Baby monkeys generate the highest engagement, and as a result, food is sometimes withheld to keep them small and “cute.” Many have been filmed slowly starving over a series of videos before dying. Some abusers film and upload the burial of the same infant monkeys for further engagement. Viewers have also been exposed to videos showing poisonings, beatings, sexualised abuse, extreme cruelty, and deaths of hundreds of infants. Although media outlets reported similar issues nearly a decade ago, the problem has continued and expanded.
Another disturbing category includes staged “fake rescues” and “fake outrage” scenarios, where individuals intentionally place monkeys into abusive situations solely to film themselves “rescuing” them. These videos are uploaded for views, reactions, and monetisation across Facebook, Telegram, and YouTube. From 2022 to 2025, there have been hundreds of thousands of such videos across thousands of channels and groups, which Facebook has continued to host openly.
Many viewers do not realise that the “cute monkey” videos they enjoy are the result of sustained abuse and coercive training. One method involves suspending monkeys by the neck for hours at a time over weeks or months to force them to stand and walk upright. Other methods are intentionally hidden beneath seemingly innocent scenes.

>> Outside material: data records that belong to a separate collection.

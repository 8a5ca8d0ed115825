//! DOCTYPE states, § 13.2.5.53 through § 13.2.5.68.
//!
//! Public and system identifier states differ only in which field they fill
//! and which error ids they raise, so each pair shares one handler taking a
//! `public` flag.

use super::core::{HTMLTokenizer, TokenizerState, is_tab_lf_ff_space};
use crate::error::TokenizerErrorKind;

impl HTMLTokenizer {
    /// [§ 13.2.5.53 DOCTYPE state](https://html.spec.whatwg.org/multipage/parsing.html#doctype-state)
    pub(super) fn handle_doctype_state(&mut self) {
        match self.current_input_character {
            Some(c) if is_tab_lf_ff_space(c) => self.switch_to(TokenizerState::BeforeDoctypeName),
            Some('>') => self.reconsume_in(TokenizerState::BeforeDoctypeName),
            None => self.eof_in_doctype(),
            Some(_) => {
                self.parse_error(TokenizerErrorKind::MissingWhitespaceBeforeDoctypeName);
                self.reconsume_in(TokenizerState::BeforeDoctypeName);
            }
        }
    }

    /// [§ 13.2.5.54 Before DOCTYPE name state](https://html.spec.whatwg.org/multipage/parsing.html#before-doctype-name-state)
    pub(super) fn handle_before_doctype_name_state(&mut self) {
        match self.current_input_character {
            Some(c) if is_tab_lf_ff_space(c) => {}
            Some('\0') => {
                self.parse_error(TokenizerErrorKind::UnexpectedNullCharacter);
                self.current_doctype.name = Some(String::from('\u{FFFD}'));
                self.switch_to(TokenizerState::DoctypeName);
            }
            // "This is a missing-doctype-name parse error. Create a new DOCTYPE
            // token. Set its force-quirks flag to on. Switch to the data state.
            // Emit the current token."
            Some('>') => {
                self.parse_error(TokenizerErrorKind::MissingDoctypeName);
                self.current_doctype.force_quirks = true;
                self.switch_to(TokenizerState::Data);
                self.emit_current_doctype();
            }
            None => self.eof_in_doctype(),
            Some(c) => {
                self.current_doctype.name = Some(String::from(c.to_ascii_lowercase()));
                self.switch_to(TokenizerState::DoctypeName);
            }
        }
    }

    /// [§ 13.2.5.55 DOCTYPE name state](https://html.spec.whatwg.org/multipage/parsing.html#doctype-name-state)
    pub(super) fn handle_doctype_name_state(&mut self) {
        match self.current_input_character {
            Some(c) if is_tab_lf_ff_space(c) => self.switch_to(TokenizerState::AfterDoctypeName),
            Some('>') => {
                self.switch_to(TokenizerState::Data);
                self.emit_current_doctype();
            }
            Some('\0') => {
                self.parse_error(TokenizerErrorKind::UnexpectedNullCharacter);
                self.push_doctype_name('\u{FFFD}');
            }
            None => self.eof_in_doctype(),
            Some(c) => self.push_doctype_name(c.to_ascii_lowercase()),
        }
    }

    /// [§ 13.2.5.56 After DOCTYPE name state](https://html.spec.whatwg.org/multipage/parsing.html#after-doctype-name-state)
    pub(super) fn handle_after_doctype_name_state(&mut self) {
        match self.current_input_character {
            Some(c) if is_tab_lf_ff_space(c) => {}
            Some('>') => {
                self.switch_to(TokenizerState::Data);
                self.emit_current_doctype();
            }
            None => self.eof_in_doctype(),
            Some(c) => {
                // "If the six characters starting from the current input
                // character are an ASCII case-insensitive match for the word
                // "PUBLIC"/"SYSTEM", then consume those characters"
                for (keyword, next) in [
                    ("PUBLIC", TokenizerState::AfterDoctypePublicKeyword),
                    ("SYSTEM", TokenizerState::AfterDoctypeSystemKeyword),
                ] {
                    let (first, rest) = keyword.split_at(1);
                    if !first.starts_with(c.to_ascii_uppercase()) {
                        continue;
                    }
                    match self.input.lookahead(rest, true) {
                        None => return self.suspend(),
                        Some(true) => {
                            self.input.skip(rest.len());
                            return self.switch_to(next);
                        }
                        Some(false) => {}
                    }
                }
                self.parse_error(TokenizerErrorKind::InvalidCharacterSequenceAfterDoctypeName);
                self.current_doctype.force_quirks = true;
                self.reconsume_in(TokenizerState::BogusDoctype);
            }
        }
    }

    /// [§ 13.2.5.57](https://html.spec.whatwg.org/multipage/parsing.html#after-doctype-public-keyword-state)
    /// and [§ 13.2.5.63](https://html.spec.whatwg.org/multipage/parsing.html#after-doctype-system-keyword-state)
    pub(super) fn handle_after_doctype_keyword_state(&mut self, public: bool) {
        match self.current_input_character {
            Some(c) if is_tab_lf_ff_space(c) => self.switch_to(if public {
                TokenizerState::BeforeDoctypePublicIdentifier
            } else {
                TokenizerState::BeforeDoctypeSystemIdentifier
            }),
            Some(quote @ ('"' | '\'')) => {
                self.parse_error(if public {
                    TokenizerErrorKind::MissingWhitespaceAfterDoctypePublicKeyword
                } else {
                    TokenizerErrorKind::MissingWhitespaceAfterDoctypeSystemKeyword
                });
                self.open_doctype_identifier(public, quote);
            }
            _ => self.doctype_identifier_fallback(public),
        }
    }

    /// [§ 13.2.5.58](https://html.spec.whatwg.org/multipage/parsing.html#before-doctype-public-identifier-state)
    /// and [§ 13.2.5.64](https://html.spec.whatwg.org/multipage/parsing.html#before-doctype-system-identifier-state)
    pub(super) fn handle_before_doctype_identifier_state(&mut self, public: bool) {
        match self.current_input_character {
            Some(c) if is_tab_lf_ff_space(c) => {}
            Some(quote @ ('"' | '\'')) => self.open_doctype_identifier(public, quote),
            _ => self.doctype_identifier_fallback(public),
        }
    }

    /// [§ 13.2.5.59](https://html.spec.whatwg.org/multipage/parsing.html#doctype-public-identifier-(double-quoted)-state)
    /// through [§ 13.2.5.66](https://html.spec.whatwg.org/multipage/parsing.html#doctype-system-identifier-(single-quoted)-state)
    pub(super) fn handle_doctype_identifier_quoted_state(&mut self, public: bool, quote: char) {
        match self.current_input_character {
            Some(c) if c == quote => self.switch_to(if public {
                TokenizerState::AfterDoctypePublicIdentifier
            } else {
                TokenizerState::AfterDoctypeSystemIdentifier
            }),
            Some('\0') => {
                self.parse_error(TokenizerErrorKind::UnexpectedNullCharacter);
                self.push_doctype_identifier(public, '\u{FFFD}');
            }
            Some('>') => {
                self.parse_error(if public {
                    TokenizerErrorKind::AbruptDoctypePublicIdentifier
                } else {
                    TokenizerErrorKind::AbruptDoctypeSystemIdentifier
                });
                self.current_doctype.force_quirks = true;
                self.switch_to(TokenizerState::Data);
                self.emit_current_doctype();
            }
            None => self.eof_in_doctype(),
            Some(c) => self.push_doctype_identifier(public, c),
        }
    }

    /// [§ 13.2.5.61 After DOCTYPE public identifier state](https://html.spec.whatwg.org/multipage/parsing.html#after-doctype-public-identifier-state)
    pub(super) fn handle_after_doctype_public_identifier_state(&mut self) {
        match self.current_input_character {
            Some(c) if is_tab_lf_ff_space(c) => {
                self.switch_to(TokenizerState::BetweenDoctypePublicAndSystemIdentifiers);
            }
            Some('>') => {
                self.switch_to(TokenizerState::Data);
                self.emit_current_doctype();
            }
            Some(quote @ ('"' | '\'')) => {
                self.parse_error(
                    TokenizerErrorKind::MissingWhitespaceBetweenDoctypePublicAndSystemIdentifiers,
                );
                self.open_doctype_identifier(false, quote);
            }
            None => self.eof_in_doctype(),
            Some(_) => self.missing_quote_before_system_identifier(),
        }
    }

    /// [§ 13.2.5.62 Between DOCTYPE public and system identifiers state](https://html.spec.whatwg.org/multipage/parsing.html#between-doctype-public-and-system-identifiers-state)
    pub(super) fn handle_between_doctype_public_and_system_identifiers_state(&mut self) {
        match self.current_input_character {
            Some(c) if is_tab_lf_ff_space(c) => {}
            Some('>') => {
                self.switch_to(TokenizerState::Data);
                self.emit_current_doctype();
            }
            Some(quote @ ('"' | '\'')) => self.open_doctype_identifier(false, quote),
            None => self.eof_in_doctype(),
            Some(_) => self.missing_quote_before_system_identifier(),
        }
    }

    /// [§ 13.2.5.67 After DOCTYPE system identifier state](https://html.spec.whatwg.org/multipage/parsing.html#after-doctype-system-identifier-state)
    pub(super) fn handle_after_doctype_system_identifier_state(&mut self) {
        match self.current_input_character {
            Some(c) if is_tab_lf_ff_space(c) => {}
            Some('>') => {
                self.switch_to(TokenizerState::Data);
                self.emit_current_doctype();
            }
            None => self.eof_in_doctype(),
            // "(This does not set the current DOCTYPE token's force-quirks flag to on.)"
            Some(_) => {
                self.parse_error(TokenizerErrorKind::UnexpectedCharacterAfterDoctypeSystemIdentifier);
                self.reconsume_in(TokenizerState::BogusDoctype);
            }
        }
    }

    /// [§ 13.2.5.68 Bogus DOCTYPE state](https://html.spec.whatwg.org/multipage/parsing.html#bogus-doctype-state)
    pub(super) fn handle_bogus_doctype_state(&mut self) {
        match self.current_input_character {
            Some('>') => {
                self.switch_to(TokenizerState::Data);
                self.emit_current_doctype();
            }
            Some('\0') => self.parse_error(TokenizerErrorKind::UnexpectedNullCharacter),
            None => {
                self.emit_current_doctype();
                self.emit_eof();
            }
            Some(_) => {}
        }
    }

    fn push_doctype_name(&mut self, c: char) {
        self.current_doctype.name.get_or_insert_with(String::new).push(c);
    }

    fn push_doctype_identifier(&mut self, public: bool, c: char) {
        let field = if public {
            &mut self.current_doctype.public_identifier
        } else {
            &mut self.current_doctype.system_identifier
        };
        field.get_or_insert_with(String::new).push(c);
    }

    /// "Set the current DOCTYPE token's public/system identifier to the empty
    /// string (not missing), then switch to the DOCTYPE public/system
    /// identifier (double-quoted/single-quoted) state."
    fn open_doctype_identifier(&mut self, public: bool, quote: char) {
        let double = quote == '"';
        let next = match (public, double) {
            (true, true) => {
                self.current_doctype.public_identifier = Some(String::new());
                TokenizerState::DoctypePublicIdentifierDoubleQuoted
            }
            (true, false) => {
                self.current_doctype.public_identifier = Some(String::new());
                TokenizerState::DoctypePublicIdentifierSingleQuoted
            }
            (false, true) => {
                self.current_doctype.system_identifier = Some(String::new());
                TokenizerState::DoctypeSystemIdentifierDoubleQuoted
            }
            (false, false) => {
                self.current_doctype.system_identifier = Some(String::new());
                TokenizerState::DoctypeSystemIdentifierSingleQuoted
            }
        };
        self.switch_to(next);
    }

    /// The `>`, EOF and "anything else" entries shared by the keyword and
    /// before-identifier states.
    fn doctype_identifier_fallback(&mut self, public: bool) {
        match self.current_input_character {
            Some('>') => {
                self.parse_error(if public {
                    TokenizerErrorKind::MissingDoctypePublicIdentifier
                } else {
                    TokenizerErrorKind::MissingDoctypeSystemIdentifier
                });
                self.current_doctype.force_quirks = true;
                self.switch_to(TokenizerState::Data);
                self.emit_current_doctype();
            }
            None => self.eof_in_doctype(),
            Some(_) => {
                self.parse_error(if public {
                    TokenizerErrorKind::MissingQuoteBeforeDoctypePublicIdentifier
                } else {
                    TokenizerErrorKind::MissingQuoteBeforeDoctypeSystemIdentifier
                });
                self.current_doctype.force_quirks = true;
                self.reconsume_in(TokenizerState::BogusDoctype);
            }
        }
    }

    fn missing_quote_before_system_identifier(&mut self) {
        self.parse_error(TokenizerErrorKind::MissingQuoteBeforeDoctypeSystemIdentifier);
        self.current_doctype.force_quirks = true;
        self.reconsume_in(TokenizerState::BogusDoctype);
    }

    /// "This is an eof-in-doctype parse error. Set the current DOCTYPE
    /// token's force-quirks flag to on. Emit the current DOCTYPE token. Emit
    /// an end-of-file token."
    fn eof_in_doctype(&mut self) {
        self.parse_error(TokenizerErrorKind::EofInDoctype);
        self.current_doctype.force_quirks = true;
        self.emit_current_doctype();
        self.emit_eof();
    }
}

For example, holding a bottle of milk high so a newborn must stand to drink—something many viewers find harmless—is a training method intended to force bipedal behaviour. Viewers see only a brief, curated moment and never the remaining 23 hours of the monkey’s day, during which far more suffering occurs.

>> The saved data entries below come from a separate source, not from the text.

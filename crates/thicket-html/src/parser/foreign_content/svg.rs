//! SVG name fix-ups.
//!
//! The tokenizer lowercases every tag and attribute name; SVG names are
//! camel-cased, so the tree builder restores them from these tables.

use thicket_dom::{Interner, TagId};

use crate::tokenizer::Attribute;

/// [§ 13.2.6.3 Adjust SVG attributes](https://html.spec.whatwg.org/multipage/parsing.html#adjust-svg-attributes)
///
/// "if the attribute's name is one of the names in the first column of the
/// following table, set the attribute's name to the name in the second
/// column."
const SVG_ATTRIBUTE_ADJUSTMENTS: &[(&str, &str)] = &[
    ("attributename", "attributeName"),
    ("attributetype", "attributeType"),
    ("basefrequency", "baseFrequency"),
    ("baseprofile", "baseProfile"),
    ("calcmode", "calcMode"),
    ("clippathunits", "clipPathUnits"),
    ("diffuseconstant", "diffuseConstant"),
    ("edgemode", "edgeMode"),
    ("filterunits", "filterUnits"),
    ("glyphref", "glyphRef"),
    ("gradienttransform", "gradientTransform"),
    ("gradientunits", "gradientUnits"),
    ("kernelmatrix", "kernelMatrix"),
    ("kernelunitlength", "kernelUnitLength"),
    ("keypoints", "keyPoints"),
    ("keysplines", "keySplines"),
    ("keytimes", "keyTimes"),
    ("lengthadjust", "lengthAdjust"),
    ("limitingconeangle", "limitingConeAngle"),
    ("markerheight", "markerHeight"),
    ("markerunits", "markerUnits"),
    ("markerwidth", "markerWidth"),
    ("maskcontentunits", "maskContentUnits"),
    ("maskunits", "maskUnits"),
    ("numoctaves", "numOctaves"),
    ("pathlength", "pathLength"),
    ("patterncontentunits", "patternContentUnits"),
    ("patterntransform", "patternTransform"),
    ("patternunits", "patternUnits"),
    ("pointsatx", "pointsAtX"),
    ("pointsaty", "pointsAtY"),
    ("pointsatz", "pointsAtZ"),
    ("preservealpha", "preserveAlpha"),
    ("preserveaspectratio", "preserveAspectRatio"),
    ("primitiveunits", "primitiveUnits"),
    ("refx", "refX"),
    ("refy", "refY"),
    ("repeatcount", "repeatCount"),
    ("repeatdur", "repeatDur"),
    ("requiredextensions", "requiredExtensions"),
    ("requiredfeatures", "requiredFeatures"),
    ("specularconstant", "specularConstant"),
    ("specularexponent", "specularExponent"),
    ("spreadmethod", "spreadMethod"),
    ("startoffset", "startOffset"),
    ("stddeviation", "stdDeviation"),
    ("stitchtiles", "stitchTiles"),
    ("surfacescale", "surfaceScale"),
    ("systemlanguage", "systemLanguage"),
    ("tablevalues", "tableValues"),
    ("targetx", "targetX"),
    ("targety", "targetY"),
    ("textlength", "textLength"),
    ("viewbox", "viewBox"),
    ("viewtarget", "viewTarget"),
    ("xchannelselector", "xChannelSelector"),
    ("ychannelselector", "yChannelSelector"),
    ("zoomandpan", "zoomAndPan"),
];

/// [§ 13.2.6.5](https://html.spec.whatwg.org/multipage/parsing.html#parsing-main-inforeign)
///
/// "If the adjusted current node is an element in the SVG namespace, and the
/// token's tag name is one of the ones in the first column of the following
/// table, change the tag name to the name given in the corresponding cell in
/// the second column."
const SVG_TAG_ADJUSTMENTS: &[(&str, &str)] = &[
    ("altglyph", "altGlyph"),
    ("altglyphdef", "altGlyphDef"),
    ("altglyphitem", "altGlyphItem"),
    ("animatecolor", "animateColor"),
    ("animatemotion", "animateMotion"),
    ("animatetransform", "animateTransform"),
    ("clippath", "clipPath"),
    ("feblend", "feBlend"),
    ("fecolormatrix", "feColorMatrix"),
    ("fecomponenttransfer", "feComponentTransfer"),
    ("fecomposite", "feComposite"),
    ("feconvolvematrix", "feConvolveMatrix"),
    ("fediffuselighting", "feDiffuseLighting"),
    ("fedisplacementmap", "feDisplacementMap"),
    ("fedistantlight", "feDistantLight"),
    ("fedropshadow", "feDropShadow"),
    ("feflood", "feFlood"),
    ("fefunca", "feFuncA"),
    ("fefuncb", "feFuncB"),
    ("fefuncg", "feFuncG"),
    ("fefuncr", "feFuncR"),
    ("fegaussianblur", "feGaussianBlur"),
    ("feimage", "feImage"),
    ("femerge", "feMerge"),
    ("femergenode", "feMergeNode"),
    ("femorphology", "feMorphology"),
    ("feoffset", "feOffset"),
    ("fepointlight", "fePointLight"),
    ("fespecularlighting", "feSpecularLighting"),
    ("fespotlight", "feSpotLight"),
    ("fetile", "feTile"),
    ("feturbulence", "feTurbulence"),
    ("foreignobject", "foreignObject"),
    ("glyphref", "glyphRef"),
    ("lineargradient", "linearGradient"),
    ("radialgradient", "radialGradient"),
    ("textpath", "textPath"),
];

/// Restore the casing of SVG attribute names, re-interning renamed ones.
pub fn adjust_svg_attributes(attributes: &mut [Attribute], interner: &mut Interner) {
    for attr in &mut *attributes {
        let Some(name) = interner.attr_name(attr.name) else {
            continue;
        };
        if let Some(&(_, to)) = SVG_ATTRIBUTE_ADJUSTMENTS.iter().find(|(from, _)| *from == &*name) {
            attr.name = interner.intern_attr(to);
        }
    }
}

/// Restore the casing of an SVG tag name.
pub fn adjust_svg_tag_name(name: TagId, interner: &mut Interner) -> TagId {
    let Some(lower) = interner.tag_name(name) else {
        return name;
    };
    match SVG_TAG_ADJUSTMENTS.iter().find(|(from, _)| *from == &*lower) {
        Some(&(_, to)) => interner.intern_tag(to),
        None => name,
    }
}

#[cfg(test)]
mod tests {
    use super::*;
    use thicket_dom::Tag;

    #[test]
    fn tag_names_regain_case() {
        let mut interner = Interner::new();
        let lowered = interner.intern_tag("foreignobject");
        assert_eq!(adjust_svg_tag_name(lowered, &mut interner), Tag::ForeignObject.id());
        let clip = interner.intern_tag("clippath");
        let fixed = adjust_svg_tag_name(clip, &mut interner);
        assert_eq!(interner.tag_name(fixed).as_deref(), Some("clipPath"));
        assert_eq!(adjust_svg_tag_name(Tag::Svg.id(), &mut interner), Tag::Svg.id());
    }

    #[test]
    fn attribute_names_regain_case() {
        let mut interner = Interner::new();
        let mut attrs = vec![
            Attribute::new(interner.intern_attr("viewbox"), "0 0 1 1".into()),
            Attribute::new(interner.intern_attr("fill"), "red".into()),
        ];
        adjust_svg_attributes(&mut attrs, &mut interner);
        assert_eq!(interner.attr_name(attrs[0].name).as_deref(), Some("viewBox"));
        assert_eq!(interner.attr_name(attrs[1].name).as_deref(), Some("fill"));
    }
}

Monkey Hate Torture Content
In addition to entertainment content, platforms also host Monkey Hate torture videos created and shared by members of the so-called “Monkey Hate Community.” Facebook and Telegram host groups containing thousands of videos of horrific torture, including prolonged abuse and intentional killing of baby and juvenile monkeys. One Facebook group alone has had more than 30,000 members. These videos—often one to two hours long—are deliberately created for distribution on social media and have been viewed from within the UK and globally throughout 2023, 2024, and 2025.
Telegram also hosts closed groups containing highly graphic monkey abuse material, which can be accessed with relative ease. Technical failures have at times resulted in content from private groups becoming publicly visible, further enabling dissemination.
Hidden groups are not secure. Groups designated as “hidden” on Facebook or Telegram may still allow owners to add members freely or enable invitations, allowing harmful content to circulate unchecked.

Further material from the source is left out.